**Information shown:**

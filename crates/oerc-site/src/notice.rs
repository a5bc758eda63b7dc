/// Outcome message shown to the admin after an action.
#[derive(Clone, Debug, PartialEq, Eq)]
pub enum Notice {
    Success(String),
    Failure(String),
}

impl Notice {
    pub fn message(&self) -> &str {
        match self {
            Self::Success(m) | Self::Failure(m) => m,
        }
    }

    pub fn is_failure(&self) -> bool {
        matches!(self, Self::Failure(_))
    }
}

/// Asks the admin to confirm a destructive action.
pub trait Confirmation {
    fn confirm(&self, prompt: &str) -> bool;
}

impl<F> Confirmation for F
where
    F: Fn(&str) -> bool,
{
    fn confirm(&self, prompt: &str) -> bool {
        self(prompt)
    }
}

**What is expected:**
Set down each record above without changing a single word.

**Reply:**
filename crates/oerc-site/src/notice.rs
repository a5bc758eda63b7dc
/// Outcome message shown to the admin after an action.
#[derive(Clone, Debug, PartialEq, Eq)]
pub enum Notice {
    Success(String),
    Failure(String),
}

impl Notice {
    pub fn message(&self) -> &str {
        match self {
            Self::Success(m) | Self::Failure(m) => m,
        }
    }

    pub fn is_failure(&self) -> bool {
        matches!(self, Self::Failure(_))
    }
}

/// Asks the admin to confirm a destructive action.
pub trait Confirmation {
    fn confirm(&self, prompt: &str) -> bool;
}

impl<F> Confirmation for F
where
    F: Fn(&str) -> bool,
{
    fn confirm(&self, prompt: &str) -> bool {
        self(prompt)
    }
}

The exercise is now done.